Stored data entries
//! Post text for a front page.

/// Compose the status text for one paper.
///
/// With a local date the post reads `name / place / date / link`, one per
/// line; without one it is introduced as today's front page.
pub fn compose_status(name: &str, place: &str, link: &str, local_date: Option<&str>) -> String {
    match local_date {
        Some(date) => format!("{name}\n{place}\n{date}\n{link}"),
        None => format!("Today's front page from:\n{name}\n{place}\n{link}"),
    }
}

| Work to be completed |
Set apart and copy each line of the records that holds the word "format".

| Your response |
        Some(date) => format!("{name}\n{place}\n{date}\n{link}"),
        None => format!("Today's front page from:\n{name}\n{place}\n{link}"),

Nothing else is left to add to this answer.